Selain melipatgandakan adopsi teknologi, pembatasan mobilitas akibat pandemi Covid-19 melahirkan ekonomi berbasis di rumah (stay at home economy). Sejumlah tren menandainya, antara lain belanja daring serta bekerja, belajar, olahraga, dan hiburan di rumah. Lembaga riset Inventure dalam ”Consumer Behavior New Normal After Covid-19: The 30 Predictions” menyebut gaya hidup untuk tetap berada di rumah sebagai pergeseran besar (megashift) dalam perilaku konsumen.
Risiko baru
Di sisi ekonomi, fenomena migrasi luring ke daring dan digitalisasi melahirkan peluang-peluang baru. Namun, lonjakan pengguna internet dan adopsi digital sekaligus membuka risiko-risiko baru yang tidak diharapkan, terkait potensi serangan siber, peretasan, dan isu lain tentang perlindungan kosumen. Apalagi di tengah literasi digital yang kurang serta perangkat perlindungan yang lemah.
Rentetan kasus kebocoran data pribadi, bahkan di sistem layanan publik yang dikelola pemerintah, mengindikasikan problem serius terkait sistem keamanan di ekosistem digital Tanah Air. Berulangnya kasus membunyikan alarm tentang mendesaknya perangkat regulasi dan otoritas perlindungan yang kokoh.
Data yang disampaikan Badan Siber dan Sandi Negara (BSSN) memerkuat kebutuhan akan perangkat tersebut. Sepanjang Januari-Juli 2021, BSSN mencatat 741,4 juta serangan siber. Kategori serangan terbanyak yaitu perangkat lunak perusak (malware), pengganggu ketersediaan layanan, dan aktivitas trojan atau malware yang bisa menyamar jadi link atau surat elektronik yang seolah-olah datang dari perusahaan resmi.
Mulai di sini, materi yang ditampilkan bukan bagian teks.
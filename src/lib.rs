//! GoMind core: service registry and discovery for a distributed
//! agent/tool mesh.
//!
//! Components (passive tools and active agents) run as independent
//! network services and find each other by name, type, or capability
//! through a shared key/value store. The core provides:
//! - atomic multi-index registration with TTL-bounded liveness
//! - self-healing heartbeats that re-register expired entries
//! - a discovery query engine over the type/name/capability indices
//! - a background retry supervisor for registry outages at startup
//! - a TTL'd schema cache for capability input validation

pub mod address;
pub mod cache;
pub mod component;
pub mod config;
pub mod discovery;
pub mod error;
pub mod heartbeat;
pub mod logger;
pub mod memory;
pub mod metrics;
pub mod registry;
pub mod retry;
pub mod schema;
pub mod service;
pub mod store;

pub use cache::{CacheStats, SchemaCache};
pub use component::{Agent, Framework, Tool};
pub use config::{Config, DiscoveryConfig, KubernetesConfig};
pub use discovery::{Discovery, RedisDiscovery};
pub use error::{CoreError, ErrorKind, Result};
pub use heartbeat::HeartbeatStats;
pub use logger::{init_logging, Logger, TracingLogger};
pub use memory::MemoryRegistry;
pub use metrics::MetricsSink;
pub use registry::{RedisRegistry, Registry, RegistryOptions, DEFAULT_TTL};
pub use retry::{spawn_discovery_retry, spawn_registry_retry, RetryHandle};
pub use service::{
    Capability, ComponentType, DiscoveryFilter, FieldHint, HealthStatus, InputSummary, ServiceInfo,
};
pub use store::{KvStore, MemoryStore, RedisStore, StorePipeline};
Tantangan lain yang terbuka seiring lonjakan adopsi digital adalah soal kesetaraan. Persebaran pengguna dan kualitas jaringan internet, misalnya, belum merata di Indonesia. Asosiasi Penyelenggara Jasa Internet Indonesia (APJII) menyebutkan, berdasarkan hasil survei, hingga 2020 sekitar 56,4 persen pengguna internet terkonsentrasi di Pulau Jawa, lalu disusul di Sumatera dengan 22,1 persen.
Soal kualitas dan ketersediaan jaringan juga masih menjadi tantangan bagi Indonesia. Laporan Alliance for Affordable Internet (A4AI), koalisi global untuk internet terjangkau di negara-negara berpenghasilan rendah dan menengah, mencatat, secara umum Indonesia memiliki jangkauan jaringan telekomunikasi 4G yang luas. Namun, ada perbedaan cakupan ketersediaan dan kualitas jaringan antardaerah.
Soal kualitas dan ketersediaan jaringan juga masih menjadi tantangan bagi Indonesia.
Sampai triwulan III-2019, menurut data Kementerian Komunikasi dan Informatika, ada 12.548 desa/kelurahan di Indonesia yang belum terlayani sinyal 4G. Data lain, yakni data Speedtest Global Index Januari 2020, Indonesia memiliki kecepatan akses unduh rata-rata 14,16 Mbps dan unggah 9,50 Mbps di jaringan bergerak pita lebar. Angka itu di bawah rata-rata dunia, yaitu unduh 31,95 Mbps dan unggah 11,32 Mbps.
Guna mendorong perkembangan ekonomi digital, Indonesia memerlukan infrastruktur seluler yang baik, menyediakan koneksi internet yang berkualitas, serta menekan kesenjangan antarwilayah. Hal lain yang tidak kalah penting adalah meningkatkan literasi digital penduduk serta menyiapkan perangkat hukum serta sistem dan infrastruktur keamanan siber yang lebih kokoh.
Dengan demikian, kasus-kasus peretasan situs, pencurian data pribadi, dan kejahatan siber lain bisa diantisipasi dan ditangani secara lebih baik. Literasi digital juga perlu dijadikan agenda prioritas oleh pemerintah dan pelaku industri. Selain itu, problem ketimpangan dan keterjangkauan layanan perlu diatasi agar teknologi digital makin inklusif. Harapannya, lonjakan adopsi digital semakin berkualitas.